:: About this task ::
Working from the entries below, give again each line from the first through the one containing "response: &Response) -> Result<(), StoreError>;", exactly and with nothing else.

[Stored data]

—————

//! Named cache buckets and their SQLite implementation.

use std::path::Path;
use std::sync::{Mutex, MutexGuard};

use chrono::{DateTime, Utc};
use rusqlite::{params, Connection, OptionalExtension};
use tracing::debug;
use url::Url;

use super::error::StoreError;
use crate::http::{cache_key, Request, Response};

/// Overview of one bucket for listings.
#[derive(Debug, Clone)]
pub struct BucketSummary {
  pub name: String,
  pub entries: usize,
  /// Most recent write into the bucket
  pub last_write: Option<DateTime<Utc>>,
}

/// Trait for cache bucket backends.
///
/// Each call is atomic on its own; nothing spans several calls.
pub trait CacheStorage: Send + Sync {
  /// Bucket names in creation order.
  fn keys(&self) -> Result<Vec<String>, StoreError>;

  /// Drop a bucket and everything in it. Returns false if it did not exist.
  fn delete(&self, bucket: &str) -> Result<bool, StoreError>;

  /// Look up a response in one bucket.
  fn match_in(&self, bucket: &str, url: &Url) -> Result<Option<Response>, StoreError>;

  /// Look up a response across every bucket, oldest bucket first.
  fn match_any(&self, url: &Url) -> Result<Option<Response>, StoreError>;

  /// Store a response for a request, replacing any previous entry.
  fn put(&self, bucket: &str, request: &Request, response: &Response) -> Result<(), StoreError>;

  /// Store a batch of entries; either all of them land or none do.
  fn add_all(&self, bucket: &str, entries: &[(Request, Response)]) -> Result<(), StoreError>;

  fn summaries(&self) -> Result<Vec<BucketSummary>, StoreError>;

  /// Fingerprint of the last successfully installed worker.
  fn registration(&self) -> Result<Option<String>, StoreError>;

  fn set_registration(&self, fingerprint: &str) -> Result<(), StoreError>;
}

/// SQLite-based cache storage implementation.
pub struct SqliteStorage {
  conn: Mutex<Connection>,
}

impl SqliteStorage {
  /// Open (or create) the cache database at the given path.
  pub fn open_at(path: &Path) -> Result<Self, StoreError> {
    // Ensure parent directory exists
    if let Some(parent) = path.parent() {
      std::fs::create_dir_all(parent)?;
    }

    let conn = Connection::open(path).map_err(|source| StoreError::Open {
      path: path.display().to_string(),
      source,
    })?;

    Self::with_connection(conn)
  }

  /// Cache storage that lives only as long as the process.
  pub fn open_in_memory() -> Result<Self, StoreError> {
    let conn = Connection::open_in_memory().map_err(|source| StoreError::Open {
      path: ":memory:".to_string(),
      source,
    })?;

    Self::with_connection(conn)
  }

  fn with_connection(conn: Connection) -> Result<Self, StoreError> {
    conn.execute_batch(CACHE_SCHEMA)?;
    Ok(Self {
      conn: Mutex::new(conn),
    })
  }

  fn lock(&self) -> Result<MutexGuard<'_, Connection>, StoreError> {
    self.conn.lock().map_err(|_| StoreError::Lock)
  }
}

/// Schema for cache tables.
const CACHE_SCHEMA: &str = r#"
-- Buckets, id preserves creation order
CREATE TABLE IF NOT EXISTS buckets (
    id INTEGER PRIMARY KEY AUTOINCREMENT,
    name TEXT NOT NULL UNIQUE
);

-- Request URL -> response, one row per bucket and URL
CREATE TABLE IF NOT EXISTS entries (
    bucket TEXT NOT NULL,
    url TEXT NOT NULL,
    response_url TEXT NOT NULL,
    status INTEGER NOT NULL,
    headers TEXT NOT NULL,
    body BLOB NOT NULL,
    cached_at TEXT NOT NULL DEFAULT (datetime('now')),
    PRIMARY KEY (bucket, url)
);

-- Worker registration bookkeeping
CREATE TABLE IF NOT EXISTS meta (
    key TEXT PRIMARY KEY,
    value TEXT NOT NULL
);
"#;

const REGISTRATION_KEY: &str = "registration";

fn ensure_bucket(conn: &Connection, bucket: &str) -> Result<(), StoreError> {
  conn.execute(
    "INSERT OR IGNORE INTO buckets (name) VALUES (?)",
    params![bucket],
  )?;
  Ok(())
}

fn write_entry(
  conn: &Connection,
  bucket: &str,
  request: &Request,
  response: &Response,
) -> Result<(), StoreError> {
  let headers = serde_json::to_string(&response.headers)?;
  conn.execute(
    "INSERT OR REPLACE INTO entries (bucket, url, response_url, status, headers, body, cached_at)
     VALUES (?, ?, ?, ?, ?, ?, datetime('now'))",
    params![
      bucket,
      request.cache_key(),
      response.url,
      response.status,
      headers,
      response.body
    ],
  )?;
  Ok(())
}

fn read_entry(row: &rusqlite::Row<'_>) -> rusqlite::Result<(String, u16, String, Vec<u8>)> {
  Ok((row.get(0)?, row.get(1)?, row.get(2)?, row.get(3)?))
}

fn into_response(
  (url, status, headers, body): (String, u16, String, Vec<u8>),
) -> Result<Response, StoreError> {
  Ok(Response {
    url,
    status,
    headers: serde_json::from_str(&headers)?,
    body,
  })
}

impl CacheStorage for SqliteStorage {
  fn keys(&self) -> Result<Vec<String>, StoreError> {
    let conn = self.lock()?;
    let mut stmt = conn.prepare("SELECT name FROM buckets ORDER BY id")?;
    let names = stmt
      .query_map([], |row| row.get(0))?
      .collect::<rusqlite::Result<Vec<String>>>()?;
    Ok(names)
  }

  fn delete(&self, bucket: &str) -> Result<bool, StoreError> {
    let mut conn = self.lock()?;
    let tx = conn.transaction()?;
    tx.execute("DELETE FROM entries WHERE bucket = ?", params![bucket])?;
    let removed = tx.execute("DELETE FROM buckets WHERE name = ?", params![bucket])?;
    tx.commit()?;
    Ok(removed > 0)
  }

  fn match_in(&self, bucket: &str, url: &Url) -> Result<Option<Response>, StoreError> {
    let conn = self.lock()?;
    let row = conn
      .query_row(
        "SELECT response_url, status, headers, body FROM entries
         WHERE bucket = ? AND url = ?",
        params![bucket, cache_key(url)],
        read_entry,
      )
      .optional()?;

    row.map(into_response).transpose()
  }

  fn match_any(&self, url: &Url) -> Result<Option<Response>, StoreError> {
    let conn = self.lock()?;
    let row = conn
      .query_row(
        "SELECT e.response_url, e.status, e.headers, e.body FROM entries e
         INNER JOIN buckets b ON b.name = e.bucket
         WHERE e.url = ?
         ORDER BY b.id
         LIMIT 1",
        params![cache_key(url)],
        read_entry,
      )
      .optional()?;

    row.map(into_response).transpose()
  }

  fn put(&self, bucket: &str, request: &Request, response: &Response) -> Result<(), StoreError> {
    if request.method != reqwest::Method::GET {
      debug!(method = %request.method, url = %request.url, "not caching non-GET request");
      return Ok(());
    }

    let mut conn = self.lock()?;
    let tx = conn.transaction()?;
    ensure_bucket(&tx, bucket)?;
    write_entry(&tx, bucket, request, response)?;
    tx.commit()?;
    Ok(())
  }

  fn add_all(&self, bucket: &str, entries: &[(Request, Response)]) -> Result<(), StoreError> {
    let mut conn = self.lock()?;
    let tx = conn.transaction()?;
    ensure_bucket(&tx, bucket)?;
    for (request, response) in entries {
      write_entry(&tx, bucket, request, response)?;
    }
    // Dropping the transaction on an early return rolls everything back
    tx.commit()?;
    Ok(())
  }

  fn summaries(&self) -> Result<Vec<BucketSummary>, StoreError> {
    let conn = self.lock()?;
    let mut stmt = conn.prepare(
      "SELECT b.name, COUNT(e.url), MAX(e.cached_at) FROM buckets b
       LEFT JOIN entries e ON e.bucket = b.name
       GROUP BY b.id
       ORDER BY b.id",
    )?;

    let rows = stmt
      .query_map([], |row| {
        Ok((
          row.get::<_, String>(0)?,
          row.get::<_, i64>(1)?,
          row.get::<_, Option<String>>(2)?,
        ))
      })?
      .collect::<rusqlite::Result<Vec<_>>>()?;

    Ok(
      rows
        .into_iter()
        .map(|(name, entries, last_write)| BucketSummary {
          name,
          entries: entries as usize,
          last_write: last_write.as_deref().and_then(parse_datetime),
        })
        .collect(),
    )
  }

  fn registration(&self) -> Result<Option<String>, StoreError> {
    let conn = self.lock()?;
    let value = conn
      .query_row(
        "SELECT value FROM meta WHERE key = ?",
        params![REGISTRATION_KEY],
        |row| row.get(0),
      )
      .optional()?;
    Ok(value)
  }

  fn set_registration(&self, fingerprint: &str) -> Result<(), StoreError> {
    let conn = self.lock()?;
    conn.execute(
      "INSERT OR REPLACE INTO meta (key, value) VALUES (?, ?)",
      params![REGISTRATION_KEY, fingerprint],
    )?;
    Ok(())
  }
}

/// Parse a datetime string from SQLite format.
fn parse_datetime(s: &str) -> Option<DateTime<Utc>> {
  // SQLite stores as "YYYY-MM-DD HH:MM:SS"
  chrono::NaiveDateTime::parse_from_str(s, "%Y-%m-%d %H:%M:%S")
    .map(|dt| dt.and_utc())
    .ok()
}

—————

:: Reply ::
//! Named cache buckets and their SQLite implementation.

use std::path::Path;
use std::sync::{Mutex, MutexGuard};

use chrono::{DateTime, Utc};
use rusqlite::{params, Connection, OptionalExtension};
use tracing::debug;
use url::Url;

use super::error::StoreError;
use crate::http::{cache_key, Request, Response};

/// Overview of one bucket for listings.
#[derive(Debug, Clone)]
pub struct BucketSummary {
  pub name: String,
  pub entries: usize,
  /// Most recent write into the bucket
  pub last_write: Option<DateTime<Utc>>,
}

/// Trait for cache bucket backends.
///
/// Each call is atomic on its own; nothing spans several calls.
pub trait CacheStorage: Send + Sync {
  /// Bucket names in creation order.
  fn keys(&self) -> Result<Vec<String>, StoreError>;

  /// Drop a bucket and everything in it. Returns false if it did not exist.
  fn delete(&self, bucket: &str) -> Result<bool, StoreError>;

  /// Look up a response in one bucket.
  fn match_in(&self, bucket: &str, url: &Url) -> Result<Option<Response>, StoreError>;

  /// Look up a response across every bucket, oldest bucket first.
  fn match_any(&self, url: &Url) -> Result<Option<Response>, StoreError>;

  /// Store a response for a request, replacing any previous entry.
  fn put(&self, bucket: &str, request: &Request, response: &Response) -> Result<(), StoreError>;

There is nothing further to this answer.